Abstract

Rationale: Fischer 344 rats exposed to Sugen‐5416 and hypoxia, then normoxia (Su/Hx/Nx) develop severe pulmonary arterial hypertension (PAH). Unique to this strain, PAH is accompanied by significant death within 8 weeks. Coronary remodeling and acute heart failure is suspected. Here, we test the hypothesis that PAH is accompanied by biventricular Rho‐kinase mediated coronary arterial remodeling, ischemia and heart failure.

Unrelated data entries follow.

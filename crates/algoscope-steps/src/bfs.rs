//! Breadth-first traversal generator.
//!
//! Textbook FIFO BFS with the visited check on dequeue, not on enqueue:
//! a node may be enqueued more than once, but a dequeue of an
//! already-visited node is filtered out and produces no snapshot. Edges are
//! traversed as undirected.
//!
//! Snapshots: the initialized state (empty order, frontier seeded with the
//! start node), then one snapshot per dequeue that newly visits a node.

use std::collections::{HashSet, VecDeque};

use algoscope_graph::{Graph, NodeId};

use crate::state::{AlgorithmState, BfsState};

/// Lazy BFS state sequence.
#[derive(Debug)]
pub struct BfsGenerator {
    graph: Graph,
    frontier: VecDeque<NodeId>,
    visited: HashSet<NodeId>,
    order: Vec<NodeId>,
    initialized: bool,
}

impl BfsGenerator {
    /// Build a generator over a private copy of the graph.
    ///
    /// The start node must exist; [`RunRequest`](crate::RunRequest) checks
    /// that before constructing.
    pub(crate) fn new(graph: Graph, start: NodeId) -> Self {
        Self {
            graph,
            frontier: VecDeque::from([start]),
            visited: HashSet::new(),
            order: Vec::new(),
            initialized: false,
        }
    }

    fn snapshot(&self) -> AlgorithmState {
        AlgorithmState::Bfs(BfsState {
            order: self.order.clone(),
            frontier: self.frontier.iter().cloned().collect(),
        })
    }
}

impl Iterator for BfsGenerator {
    type Item = AlgorithmState;

    fn next(&mut self) -> Option<AlgorithmState> {
        if !self.initialized {
            self.initialized = true;
            return Some(self.snapshot());
        }

        while let Some(node) = self.frontier.pop_front() {
            if !self.visited.insert(node.clone()) {
                continue;
            }
            self.order.push(node.clone());
            let unvisited: Vec<NodeId> = self
                .graph
                .neighbors(&node, false)
                .filter(|(n, _)| !self.visited.contains(*n))
                .map(|(n, _)| n.clone())
                .collect();
            self.frontier.extend(unvisited);
            return Some(self.snapshot());
        }
        None
    }
}
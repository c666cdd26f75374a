//! Dijkstra shortest-path generator.
//!
//! Classic relaxation over directed edges with non-negative weights. The
//! candidate pool holds every node of the graph; each step finalizes the
//! pool member with the minimum tentative distance, ties broken by node
//! insertion order (first-inserted wins), then relaxes its outgoing edges.
//! Unreachable nodes are finalized too, retaining an infinite distance and
//! no predecessor - a valid terminal state, not an error.
//!
//! Snapshots: the initialized state (start at 0, everything else infinite),
//! then one snapshot per finalized node, so a run over `n` nodes yields
//! exactly `n + 1` states.

use std::cmp::Ordering;
use std::collections::BTreeMap;

use algoscope_graph::{Graph, NodeId};

use crate::state::{AlgorithmState, DijkstraState};

/// Lazy Dijkstra state sequence.
#[derive(Debug)]
pub struct DijkstraGenerator {
    graph: Graph,
    start: NodeId,
    pool: Vec<NodeId>,
    distances: BTreeMap<NodeId, Option<f64>>,
    predecessors: BTreeMap<NodeId, NodeId>,
    visited: Vec<NodeId>,
    current: Option<NodeId>,
    initialized: bool,
}

impl DijkstraGenerator {
    pub(crate) fn new(graph: Graph, start: NodeId) -> Self {
        let pool: Vec<NodeId> = graph.nodes().to_vec();
        let mut distances: BTreeMap<NodeId, Option<f64>> =
            pool.iter().map(|n| (n.clone(), None)).collect();
        distances.insert(start.clone(), Some(0.0));
        Self {
            graph,
            start,
            pool,
            distances,
            predecessors: BTreeMap::new(),
            visited: Vec::new(),
            current: None,
            initialized: false,
        }
    }

    fn snapshot(&self) -> AlgorithmState {
        AlgorithmState::Dijkstra(DijkstraState {
            start: self.start.clone(),
            distances: self.distances.clone(),
            predecessors: self.predecessors.clone(),
            visited: self.visited.clone(),
            current: self.current.clone(),
        })
    }

    /// Strict "closer than", with `None` as infinity.
    fn closer(a: Option<f64>, b: Option<f64>) -> bool {
        match (a, b) {
            (Some(x), Some(y)) => x.total_cmp(&y) == Ordering::Less,
            (Some(_), None) => true,
            (None, _) => false,
        }
    }
}

impl Iterator for DijkstraGenerator {
    type Item = AlgorithmState;

    fn next(&mut self) -> Option<AlgorithmState> {
        if !self.initialized {
            self.initialized = true;
            return Some(self.snapshot());
        }

        if self.pool.is_empty() {
            return None;
        }

        // Strict comparison keeps the first-inserted node on ties.
        let mut best = 0;
        for i in 1..self.pool.len() {
            if Self::closer(self.distances[&self.pool[i]], self.distances[&self.pool[best]]) {
                best = i;
            }
        }
        let node = self.pool.remove(best);
        self.visited.push(node.clone());
        self.current = Some(node.clone());

        if let Some(base) = self.distances[&node] {
            let relaxations: Vec<(NodeId, f64)> = self
                .graph
                .neighbors(&node, true)
                .map(|(n, w)| (n.clone(), base + w))
                .collect();
            for (neighbor, alt) in relaxations {
                if Self::closer(Some(alt), self.distances[&neighbor]) {
                    self.distances.insert(neighbor.clone(), Some(alt));
                    self.predecessors.insert(neighbor, node.clone());
                }
            }
        }

        Some(self.snapshot())
    }
}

 Methods: Rats were injected with Sugen‐5416 followed by 3 weeks of hypoxia (10% O2), then 6 weeks of normoxia (21% O2). Survival was plotted as a Kaplan‐Meier curve. Histology examined biventricular coronary remodeling and matrix deposition. Hypertensive rats were treated with fasudil, a Rho‐kinase inhibitor, added to the drinking water.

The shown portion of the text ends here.